* YOUR GOAL: Among the entries below, find the line with "#[derive(Debug, Clone, PartialEq)]", then quote it and each following line up to and including the line with "let (expected, next): (&[PeriodStatus], PeriodStatus)", and nothing else.
*** Opening STUDY MATERIAL ***
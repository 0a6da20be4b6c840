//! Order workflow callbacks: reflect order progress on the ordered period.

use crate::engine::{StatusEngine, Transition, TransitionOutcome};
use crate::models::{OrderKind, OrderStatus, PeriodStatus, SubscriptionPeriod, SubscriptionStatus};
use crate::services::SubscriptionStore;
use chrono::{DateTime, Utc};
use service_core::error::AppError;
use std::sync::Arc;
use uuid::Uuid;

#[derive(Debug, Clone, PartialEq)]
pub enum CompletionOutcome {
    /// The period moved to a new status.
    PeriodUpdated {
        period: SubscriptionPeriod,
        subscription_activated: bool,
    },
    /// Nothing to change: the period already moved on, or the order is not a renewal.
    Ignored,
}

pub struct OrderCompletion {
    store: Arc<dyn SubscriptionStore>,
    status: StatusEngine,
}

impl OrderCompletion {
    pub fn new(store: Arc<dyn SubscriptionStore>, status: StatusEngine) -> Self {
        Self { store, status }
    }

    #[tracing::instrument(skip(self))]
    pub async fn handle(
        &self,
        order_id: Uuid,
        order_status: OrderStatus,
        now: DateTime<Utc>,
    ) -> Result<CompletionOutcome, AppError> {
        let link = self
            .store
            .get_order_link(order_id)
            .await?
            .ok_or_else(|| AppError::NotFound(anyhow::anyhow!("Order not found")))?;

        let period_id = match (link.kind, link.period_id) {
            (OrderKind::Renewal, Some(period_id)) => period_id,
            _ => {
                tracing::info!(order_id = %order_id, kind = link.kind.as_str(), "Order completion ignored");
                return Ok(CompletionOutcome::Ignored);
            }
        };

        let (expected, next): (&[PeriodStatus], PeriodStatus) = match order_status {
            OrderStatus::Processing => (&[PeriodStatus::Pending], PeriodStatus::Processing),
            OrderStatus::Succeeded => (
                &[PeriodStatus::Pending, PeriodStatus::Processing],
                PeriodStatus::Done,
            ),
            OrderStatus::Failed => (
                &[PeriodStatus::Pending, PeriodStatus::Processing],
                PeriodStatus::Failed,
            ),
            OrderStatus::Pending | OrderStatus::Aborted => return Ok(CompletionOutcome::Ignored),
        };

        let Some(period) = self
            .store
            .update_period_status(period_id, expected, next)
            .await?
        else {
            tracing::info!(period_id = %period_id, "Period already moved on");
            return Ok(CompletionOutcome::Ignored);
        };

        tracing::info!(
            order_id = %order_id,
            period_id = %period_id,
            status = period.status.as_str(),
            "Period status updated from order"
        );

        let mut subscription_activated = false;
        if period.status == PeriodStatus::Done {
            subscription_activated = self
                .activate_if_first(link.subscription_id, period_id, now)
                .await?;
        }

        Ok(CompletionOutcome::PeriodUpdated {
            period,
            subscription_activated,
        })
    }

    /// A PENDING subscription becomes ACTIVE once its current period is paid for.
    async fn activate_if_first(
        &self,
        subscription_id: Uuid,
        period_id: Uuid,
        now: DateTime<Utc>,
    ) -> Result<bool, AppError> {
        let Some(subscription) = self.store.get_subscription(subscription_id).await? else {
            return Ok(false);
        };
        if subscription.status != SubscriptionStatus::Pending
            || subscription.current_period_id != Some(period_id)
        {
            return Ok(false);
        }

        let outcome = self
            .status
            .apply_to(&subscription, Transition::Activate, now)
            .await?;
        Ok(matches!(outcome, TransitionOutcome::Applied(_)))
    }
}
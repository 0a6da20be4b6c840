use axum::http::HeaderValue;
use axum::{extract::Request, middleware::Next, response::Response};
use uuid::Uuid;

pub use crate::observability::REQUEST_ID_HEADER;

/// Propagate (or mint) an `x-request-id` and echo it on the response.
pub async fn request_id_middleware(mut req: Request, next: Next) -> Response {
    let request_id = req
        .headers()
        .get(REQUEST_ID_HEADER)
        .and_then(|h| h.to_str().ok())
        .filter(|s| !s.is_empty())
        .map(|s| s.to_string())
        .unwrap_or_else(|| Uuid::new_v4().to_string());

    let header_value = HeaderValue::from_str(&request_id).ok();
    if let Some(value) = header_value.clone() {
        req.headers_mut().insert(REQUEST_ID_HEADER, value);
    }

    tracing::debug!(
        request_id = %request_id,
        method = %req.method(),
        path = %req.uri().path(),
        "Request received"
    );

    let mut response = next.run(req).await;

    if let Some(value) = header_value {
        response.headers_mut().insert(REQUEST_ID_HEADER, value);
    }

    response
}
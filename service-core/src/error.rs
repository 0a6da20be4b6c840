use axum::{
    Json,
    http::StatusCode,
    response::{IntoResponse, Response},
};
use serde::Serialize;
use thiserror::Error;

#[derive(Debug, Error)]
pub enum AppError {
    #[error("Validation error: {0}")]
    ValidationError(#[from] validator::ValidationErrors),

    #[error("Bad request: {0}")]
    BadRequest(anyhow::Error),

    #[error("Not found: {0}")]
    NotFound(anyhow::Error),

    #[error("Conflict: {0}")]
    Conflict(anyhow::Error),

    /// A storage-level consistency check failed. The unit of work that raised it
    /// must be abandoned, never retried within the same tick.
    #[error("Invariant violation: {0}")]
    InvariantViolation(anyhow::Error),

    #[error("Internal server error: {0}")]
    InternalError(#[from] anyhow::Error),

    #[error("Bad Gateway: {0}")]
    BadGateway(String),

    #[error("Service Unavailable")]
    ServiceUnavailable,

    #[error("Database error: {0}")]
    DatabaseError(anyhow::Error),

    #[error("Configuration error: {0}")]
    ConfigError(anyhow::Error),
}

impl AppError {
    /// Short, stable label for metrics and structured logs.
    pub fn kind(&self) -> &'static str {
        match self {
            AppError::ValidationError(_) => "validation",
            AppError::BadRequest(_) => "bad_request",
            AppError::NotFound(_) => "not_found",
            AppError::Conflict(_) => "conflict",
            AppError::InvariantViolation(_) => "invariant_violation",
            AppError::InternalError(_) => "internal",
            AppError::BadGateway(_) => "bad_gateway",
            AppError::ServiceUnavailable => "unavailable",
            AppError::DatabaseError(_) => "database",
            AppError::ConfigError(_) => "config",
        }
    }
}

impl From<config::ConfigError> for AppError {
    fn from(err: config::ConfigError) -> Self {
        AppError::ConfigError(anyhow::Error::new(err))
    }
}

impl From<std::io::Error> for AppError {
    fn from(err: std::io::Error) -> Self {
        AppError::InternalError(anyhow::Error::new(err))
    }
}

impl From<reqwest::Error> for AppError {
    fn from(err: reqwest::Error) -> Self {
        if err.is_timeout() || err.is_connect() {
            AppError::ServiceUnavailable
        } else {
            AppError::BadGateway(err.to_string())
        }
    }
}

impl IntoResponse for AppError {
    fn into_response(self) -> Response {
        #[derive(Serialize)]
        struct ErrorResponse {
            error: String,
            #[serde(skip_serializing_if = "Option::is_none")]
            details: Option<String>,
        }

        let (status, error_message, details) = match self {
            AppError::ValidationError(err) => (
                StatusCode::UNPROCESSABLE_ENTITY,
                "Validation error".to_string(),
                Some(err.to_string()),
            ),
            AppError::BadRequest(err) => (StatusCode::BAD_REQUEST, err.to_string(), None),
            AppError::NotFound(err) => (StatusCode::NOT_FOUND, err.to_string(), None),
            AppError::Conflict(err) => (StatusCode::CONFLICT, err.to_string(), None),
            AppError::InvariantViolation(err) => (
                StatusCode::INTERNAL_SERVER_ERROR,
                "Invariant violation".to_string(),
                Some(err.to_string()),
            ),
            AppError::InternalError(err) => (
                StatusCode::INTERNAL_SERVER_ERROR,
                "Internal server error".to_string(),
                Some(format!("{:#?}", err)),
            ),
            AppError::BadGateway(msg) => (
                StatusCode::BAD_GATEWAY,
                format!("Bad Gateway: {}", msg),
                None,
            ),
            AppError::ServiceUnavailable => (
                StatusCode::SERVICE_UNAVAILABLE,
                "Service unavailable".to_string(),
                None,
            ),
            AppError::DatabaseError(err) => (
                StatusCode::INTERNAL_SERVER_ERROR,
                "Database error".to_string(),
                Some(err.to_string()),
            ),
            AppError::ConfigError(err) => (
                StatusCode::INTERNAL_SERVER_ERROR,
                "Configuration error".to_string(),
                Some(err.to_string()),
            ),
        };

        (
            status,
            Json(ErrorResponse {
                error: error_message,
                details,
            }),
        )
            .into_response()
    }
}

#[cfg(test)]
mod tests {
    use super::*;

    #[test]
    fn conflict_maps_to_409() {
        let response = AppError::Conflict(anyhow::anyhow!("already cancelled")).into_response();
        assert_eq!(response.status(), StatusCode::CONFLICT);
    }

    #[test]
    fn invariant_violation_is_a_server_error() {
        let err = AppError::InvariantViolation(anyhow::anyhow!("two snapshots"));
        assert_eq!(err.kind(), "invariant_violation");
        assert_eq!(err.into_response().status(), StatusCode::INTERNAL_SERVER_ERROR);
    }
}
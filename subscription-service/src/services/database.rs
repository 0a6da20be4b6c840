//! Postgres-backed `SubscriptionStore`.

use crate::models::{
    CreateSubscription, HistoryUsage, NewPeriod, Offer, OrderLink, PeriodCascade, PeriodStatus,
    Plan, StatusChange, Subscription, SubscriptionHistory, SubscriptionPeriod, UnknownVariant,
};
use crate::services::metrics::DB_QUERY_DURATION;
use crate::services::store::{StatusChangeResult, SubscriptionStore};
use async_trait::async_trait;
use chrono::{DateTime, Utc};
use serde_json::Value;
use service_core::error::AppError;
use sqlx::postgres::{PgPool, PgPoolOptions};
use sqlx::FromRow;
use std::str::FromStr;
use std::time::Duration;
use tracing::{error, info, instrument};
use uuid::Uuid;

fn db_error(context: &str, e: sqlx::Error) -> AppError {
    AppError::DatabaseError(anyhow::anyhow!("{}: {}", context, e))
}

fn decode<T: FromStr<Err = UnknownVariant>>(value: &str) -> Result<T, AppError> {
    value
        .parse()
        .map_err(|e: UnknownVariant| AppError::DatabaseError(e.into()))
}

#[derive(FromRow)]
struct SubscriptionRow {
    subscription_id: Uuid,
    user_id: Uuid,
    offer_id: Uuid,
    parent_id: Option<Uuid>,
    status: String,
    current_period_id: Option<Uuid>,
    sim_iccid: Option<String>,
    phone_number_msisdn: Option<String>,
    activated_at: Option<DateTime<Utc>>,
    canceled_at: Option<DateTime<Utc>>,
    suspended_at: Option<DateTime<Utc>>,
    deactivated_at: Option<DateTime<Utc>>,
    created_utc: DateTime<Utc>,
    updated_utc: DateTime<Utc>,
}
*** Closing STUDY MATERIAL ***
* COMPLETED EXERCISE:
#[derive(Debug, Clone, PartialEq)]
pub enum CompletionOutcome {
    /// The period moved to a new status.
    PeriodUpdated {
        period: SubscriptionPeriod,
        subscription_activated: bool,
    },
    /// Nothing to change: the period already moved on, or the order is not a renewal.
    Ignored,
}

pub struct OrderCompletion {
    store: Arc<dyn SubscriptionStore>,
    status: StatusEngine,
}

impl OrderCompletion {
    pub fn new(store: Arc<dyn SubscriptionStore>, status: StatusEngine) -> Self {
        Self { store, status }
    }

    #[tracing::instrument(skip(self))]
    pub async fn handle(
        &self,
        order_id: Uuid,
        order_status: OrderStatus,
        now: DateTime<Utc>,
    ) -> Result<CompletionOutcome, AppError> {
        let link = self
            .store
            .get_order_link(order_id)
            .await?
            .ok_or_else(|| AppError::NotFound(anyhow::anyhow!("Order not found")))?;

        let period_id = match (link.kind, link.period_id) {
            (OrderKind::Renewal, Some(period_id)) => period_id,
            _ => {
                tracing::info!(order_id = %order_id, kind = link.kind.as_str(), "Order completion ignored");
                return Ok(CompletionOutcome::Ignored);
            }
        };

        let (expected, next): (&[PeriodStatus], PeriodStatus) = match order_status {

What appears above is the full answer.